David Cameron, slated in an anonymous article by an old-guard Conservative MP in the Daily Mail on Saturday, is further embarrassed the next day by selective and distorted revelations of a confidential briefing by his "close friend" Christopher Shale (full document here), who is then found dead in a toilet at the Glastonbury Festival. I think Cameron is on notice and conscious of this, is likely to make some further misjudgments in the effort to regain control swiftly. It's very odd he should remark "a big rock in my life has suddenly been rolled away", which to some ears would have a most inappropriate Biblical association.

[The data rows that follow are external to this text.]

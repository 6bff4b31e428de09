use chrono::{DateTime, Utc};
use serde::{Deserialize, Serialize};
use uuid::Uuid;

use crate::car::{Car, CarMultimedia, CarRange, CarType, FuelPolicy, GearboxType};
use crate::pricing::DateBasedPrice;
use crate::supplier::SupplierSummary;
use crate::{CoreError, CoreResult};

/// Wire value meaning "filter not set" for the numeric filters.
pub const UNSET: i64 = -1;

const DAY_MS: i64 = 24 * 60 * 60 * 1000;

fn unset() -> i64 {
    UNSET
}

// ============================================================================
// Wire Request
// ============================================================================

#[derive(Debug, Clone, Copy, Serialize, Deserialize, PartialEq, Eq, Hash)]
#[serde(rename_all = "camelCase")]
pub enum Mileage {
    Limited,
    Unlimited,
}

#[derive(Debug, Clone, Copy, Default, Serialize, Deserialize, PartialEq, Eq)]
#[serde(rename_all = "camelCase")]
pub struct CarSpecs {
    pub aircon: Option<bool>,
    pub more_than_four_doors: Option<bool>,
    pub more_than_five_seats: Option<bool>,
}

/// Storefront search body, as posted by the web and mobile clients.
#[derive(Debug, Clone, Serialize, Deserialize)]
#[serde(rename_all = "camelCase")]
pub struct SearchCarsRequest {
    #[serde(default)]
    pub suppliers: Vec<Uuid>,
    pub pickup_location: Option<Uuid>,
    pub from: Option<DateTime<Utc>>,
    pub to: Option<DateTime<Utc>>,
    pub car_type: Option<Vec<CarType>>,
    pub gearbox: Option<Vec<GearboxType>>,
    pub mileage: Option<Vec<Mileage>>,
    #[serde(default = "unset")]
    pub deposit: i64,
    pub car_specs: Option<CarSpecs>,
    pub ranges: Option<Vec<CarRange>>,
    pub multimedia: Option<Vec<CarMultimedia>>,
    #[serde(default = "unset")]
    pub rating: i64,
    #[serde(default = "unset")]
    pub seats: i64,
    pub fuel_policy: Option<Vec<FuelPolicy>>,
    pub keyword: Option<String>,
    #[serde(default)]
    pub include_already_booked_cars: bool,
    #[serde(default)]
    pub include_coming_soon_cars: bool,
    pub page: Option<i64>,
    pub size: Option<i64>,
}

impl Default for SearchCarsRequest {
    fn default() -> Self {
        Self {
            suppliers: Vec::new(),
            pickup_location: None,
            from: None,
            to: None,
            car_type: None,
            gearbox: None,
            mileage: None,
            deposit: UNSET,
            car_specs: None,
            ranges: None,
            multimedia: None,
            rating: UNSET,
            seats: UNSET,
            fuel_policy: None,
            keyword: None,
            include_already_booked_cars: false,
            include_coming_soon_cars: false,
            page: None,
            size: None,
        }
    }
}

// ============================================================================
// Typed Query
// ============================================================================

#[derive(Debug, Clone, Copy, PartialEq, Eq)]
pub enum MileageFilter {
    /// Two or more entries were sent, or the filter was omitted.
    Any,
    LimitedOnly,
    UnlimitedOnly,
    /// An explicitly empty selection: the whole search yields nothing.
    MatchNone,
}

impl MileageFilter {
    fn from_selection(selection: Option<&[Mileage]>) -> Self {
        let Some(selection) = selection else {
            return MileageFilter::Any;
        };
        // Decided by length: two or more entries never narrow the search.
        match selection {
            [] => MileageFilter::MatchNone,
            [Mileage::Limited] => MileageFilter::LimitedOnly,
            [Mileage::Unlimited] => MileageFilter::UnlimitedOnly,
            _ => MileageFilter::Any,
        }
    }
}

#[derive(Debug, Clone, Copy, PartialEq, Eq)]
pub enum SeatFilter {
    Exactly(i32),
    /// The "6" bucket on the storefront.
    MoreThanFive,
}

/// Seat filter value the storefront sends for "6 or more".
pub const SEATS_BUCKET_MORE_THAN_FIVE: i64 = 6;

#[derive(Debug, Clone, Copy, PartialEq, Eq)]
pub struct RentalPeriod {
    pub from: DateTime<Utc>,
    pub to: DateTime<Utc>,
}

impl RentalPeriod {
    /// Whole rental days, rounding any partial day up.
    pub fn days(&self) -> i64 {
        let ms = (self.to - self.from).num_milliseconds().max(0);
        (ms + DAY_MS - 1) / DAY_MS
    }
}

#[derive(Debug, Clone, Copy, PartialEq, Eq)]
pub struct PageRequest {
    /// 1-indexed.
    pub page: u32,
    pub size: u32,
}

impl PageRequest {
    pub fn skip(&self) -> usize {
        (self.page as usize - 1).saturating_mul(self.size as usize)
    }
}

/// Validated search with every sentinel replaced by an explicit option.
#[derive(Debug, Clone, PartialEq)]
pub struct SearchQuery {
    pub suppliers: Vec<Uuid>,
    pub pickup_location: Uuid,
    pub period: RentalPeriod,
    pub car_types: Option<Vec<CarType>>,
    pub gearboxes: Option<Vec<GearboxType>>,
    pub mileage: MileageFilter,
    pub deposit: Option<f64>,
    pub specs: CarSpecs,
    pub ranges: Option<Vec<CarRange>>,
    pub multimedia: Vec<CarMultimedia>,
    pub rating: Option<f64>,
    pub seats: Option<SeatFilter>,
    pub fuel_policies: Option<Vec<FuelPolicy>>,
    pub keyword: Option<String>,
    pub include_already_booked_cars: bool,
    pub include_coming_soon_cars: bool,
    pub page: PageRequest,
}

impl TryFrom<SearchCarsRequest> for SearchQuery {
    type Error = CoreError;

    fn try_from(req: SearchCarsRequest) -> CoreResult<Self> {
        let from = req.from.ok_or_else(|| CoreError::ValidationError("from is required".into()))?;
        let to = req.to.ok_or_else(|| CoreError::ValidationError("to is required".into()))?;
        if to < from {
            return Err(CoreError::ValidationError("to must not be before from".into()));
        }
        let pickup_location = req
            .pickup_location
            .ok_or_else(|| CoreError::ValidationError("pickupLocation is required".into()))?;

        let page = positive(req.page, "page")?;
        let size = positive(req.size, "size")?;

        let seats = match req.seats {
            n if n <= UNSET => None,
            SEATS_BUCKET_MORE_THAN_FIVE => Some(SeatFilter::MoreThanFive),
            n => Some(SeatFilter::Exactly(i32::try_from(n).map_err(|_| {
                CoreError::ValidationError(format!("seats out of range: {}", n))
            })?)),
        };

        Ok(Self {
            suppliers: req.suppliers,
            pickup_location,
            period: RentalPeriod { from, to },
            car_types: req.car_type,
            gearboxes: req.gearbox,
            mileage: MileageFilter::from_selection(req.mileage.as_deref()),
            deposit: (req.deposit > UNSET).then_some(req.deposit as f64),
            specs: req.car_specs.unwrap_or_default(),
            ranges: req.ranges,
            multimedia: req.multimedia.unwrap_or_default(),
            rating: (req.rating > UNSET).then_some(req.rating as f64),
            seats,
            fuel_policies: req.fuel_policy,
            keyword: req.keyword.filter(|k| !k.trim().is_empty()),
            include_already_booked_cars: req.include_already_booked_cars,
            include_coming_soon_cars: req.include_coming_soon_cars,
            page: PageRequest { page, size },
        })
    }
}

fn positive(value: Option<i64>, field: &str) -> CoreResult<u32> {
    let value = value.ok_or_else(|| CoreError::ValidationError(format!("{} is required", field)))?;
    u32::try_from(value)
        .ok()
        .filter(|v| *v >= 1)
        .ok_or_else(|| CoreError::ValidationError(format!("{} must be a positive integer, got {}", field, value)))
}

// ============================================================================
// Wire Response
// ============================================================================

#[derive(Debug, Clone, Default, Serialize, Deserialize, PartialEq)]
#[serde(rename_all = "camelCase")]
pub struct PageInfo {
    pub total_records: usize,
}

#[derive(Debug, Clone, Default, Serialize, Deserialize, PartialEq)]
#[serde(rename_all = "camelCase")]
pub struct SearchCarsResponse {
    pub result_data: Vec<CarResult>,
    pub page_info: PageInfo,
}

impl SearchCarsResponse {
    pub fn empty() -> Self {
        Self::default()
    }
}

/// A car row with its supplier projection and date-based prices attached.
#[derive(Debug, Clone, Serialize, Deserialize, PartialEq)]
#[serde(rename_all = "camelCase")]
pub struct CarResult {
    pub id: Uuid,
    pub name: String,
    pub supplier: SupplierSummary,
    pub locations: Vec<Uuid>,
    pub daily_price: f64,
    #[serde(rename = "type")]
    pub car_type: CarType,
    pub gearbox: GearboxType,
    pub fuel_policy: FuelPolicy,
    pub aircon: bool,
    pub seats: i32,
    pub doors: i32,
    pub mileage: i32,
    pub deposit: f64,
    pub range: CarRange,
    pub multimedia: Vec<CarMultimedia>,
    pub rating: Option<f64>,
    pub image: Option<String>,
    pub available: bool,
    pub fully_booked: Option<bool>,
    pub coming_soon: Option<bool>,
    pub block_on_pay: Option<bool>,
    pub date_based_prices: Vec<DateBasedPrice>,
}

impl CarResult {
    pub fn new(car: Car, supplier: SupplierSummary, date_based_prices: Vec<DateBasedPrice>) -> Self {
        Self {
            id: car.id,
            name: car.name,
            supplier,
            locations: car.locations,
            daily_price: car.daily_price,
            car_type: car.car_type,
            gearbox: car.gearbox,
            fuel_policy: car.fuel_policy,
            aircon: car.aircon,
            seats: car.seats,
            doors: car.doors,
            mileage: car.mileage,
            deposit: car.deposit,
            range: car.range,
            multimedia: car.multimedia,
            rating: car.rating,
            image: car.image,
            available: car.available,
            fully_booked: car.fully_booked,
            coming_soon: car.coming_soon,
            block_on_pay: car.block_on_pay,
            date_based_prices,
        }
    }
}

#[cfg(test)]
mod tests {
    use super::*;
    use chrono::TimeZone;

    fn request() -> SearchCarsRequest {
        SearchCarsRequest {
            suppliers: vec![Uuid::new_v4()],
            pickup_location: Some(Uuid::new_v4()),
            from: Some(Utc.with_ymd_and_hms(2024, 3, 3, 10, 0, 0).unwrap()),
            to: Some(Utc.with_ymd_and_hms(2024, 3, 4, 10, 0, 0).unwrap()),
            page: Some(1),
            size: Some(10),
            ..Default::default()
        }
    }

    #[test]
    fn test_request_deserialization_sentinels() {
        let json = r#"
            {
                "suppliers": [],
                "pickupLocation": "3f0c8a52-8b4e-4d5c-a1b9-2f6e7d8c9a01",
                "from": "2024-03-03T10:00:00Z",
                "to": "2024-03-04T10:00:00Z",
                "mileage": ["limited"],
                "carSpecs": { "aircon": true }
            }
        "#;
        let req: SearchCarsRequest = serde_json::from_str(json).expect("Failed to deserialize");
        assert_eq!(req.deposit, UNSET);
        assert_eq!(req.seats, UNSET);
        assert_eq!(req.mileage, Some(vec![Mileage::Limited]));
        assert_eq!(req.car_specs.unwrap().aircon, Some(true));
    }

    #[test]
    fn test_missing_dates_are_rejected() {
        let req = SearchCarsRequest { from: None, ..request() };
        assert!(matches!(SearchQuery::try_from(req), Err(CoreError::ValidationError(_))));

        let req = SearchCarsRequest { to: None, ..request() };
        assert!(matches!(SearchQuery::try_from(req), Err(CoreError::ValidationError(_))));
    }

    #[test]
    fn test_non_positive_paging_is_rejected() {
        let req = SearchCarsRequest { page: Some(0), ..request() };
        assert!(matches!(SearchQuery::try_from(req), Err(CoreError::ValidationError(_))));

        let req = SearchCarsRequest { size: Some(-3), ..request() };
        assert!(matches!(SearchQuery::try_from(req), Err(CoreError::ValidationError(_))));
    }

    #[test]
    fn test_sentinels_become_options() {
        let query = SearchQuery::try_from(SearchCarsRequest { seats: 6, deposit: 0, ..request() }).unwrap();
        assert_eq!(query.seats, Some(SeatFilter::MoreThanFive));
        assert_eq!(query.deposit, Some(0.0));
        assert_eq!(query.rating, None);

        let query = SearchQuery::try_from(SearchCarsRequest { seats: 5, ..request() }).unwrap();
        assert_eq!(query.seats, Some(SeatFilter::Exactly(5)));
    }

    #[test]
    fn test_mileage_selection() {
        let with = |m: Option<Vec<Mileage>>| {
            SearchQuery::try_from(SearchCarsRequest { mileage: m, ..request() }).unwrap().mileage
        };
        assert_eq!(with(None), MileageFilter::Any);
        assert_eq!(with(Some(vec![])), MileageFilter::MatchNone);
        assert_eq!(with(Some(vec![Mileage::Unlimited])), MileageFilter::UnlimitedOnly);
        assert_eq!(with(Some(vec![Mileage::Limited, Mileage::Unlimited])), MileageFilter::Any);
        assert_eq!(with(Some(vec![Mileage::Limited])), MileageFilter::LimitedOnly);
        assert_eq!(with(Some(vec![Mileage::Limited, Mileage::Limited])), MileageFilter::Any);
    }

    #[test]
    fn test_rental_days_round_up() {
        let from = Utc.with_ymd_and_hms(2024, 3, 1, 10, 0, 0).unwrap();
        let period = RentalPeriod { from, to: from + chrono::Duration::hours(49) };
        assert_eq!(period.days(), 3);

        let period = RentalPeriod { from, to: from + chrono::Duration::days(2) };
        assert_eq!(period.days(), 2);

        let period = RentalPeriod { from, to: from };
        assert_eq!(period.days(), 0);
    }

    #[test]
    fn test_page_skip() {
        assert_eq!(PageRequest { page: 1, size: 10 }.skip(), 0);
        assert_eq!(PageRequest { page: 3, size: 10 }.skip(), 20);
    }
}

On the other side of the House, Jack Straw has returned to the fray with further carefully-calculated populist topics. The burka controversy stirred the pot nicely in 2006, when it had become clear that Gordon Brown wasn't up to filling the saddle from which he'd thrown Tony Blair. Now, it is equally clear that the voters are less than impressed with the Miliband brothers' exaggerated sense of political entitlement. So Straw has let it be known last week that he thinks the euro is doomed, and this week that he is mightily concerned about the selling of consumers' personal data by car insurers and others. His comments have been well taken up by the allegedly Tory-hating media and perhaps we are meant to start thinking that it is time that Ed should make way for an older man; never send a boy to do a man's work, and so on. But I think Richelieu deceives himself if he dreams of becoming King.
The next General Election will be interesting. Perhaps we will finally see the collapse of both main political parties, a wish Peter Hitchens has repeatedly expressed.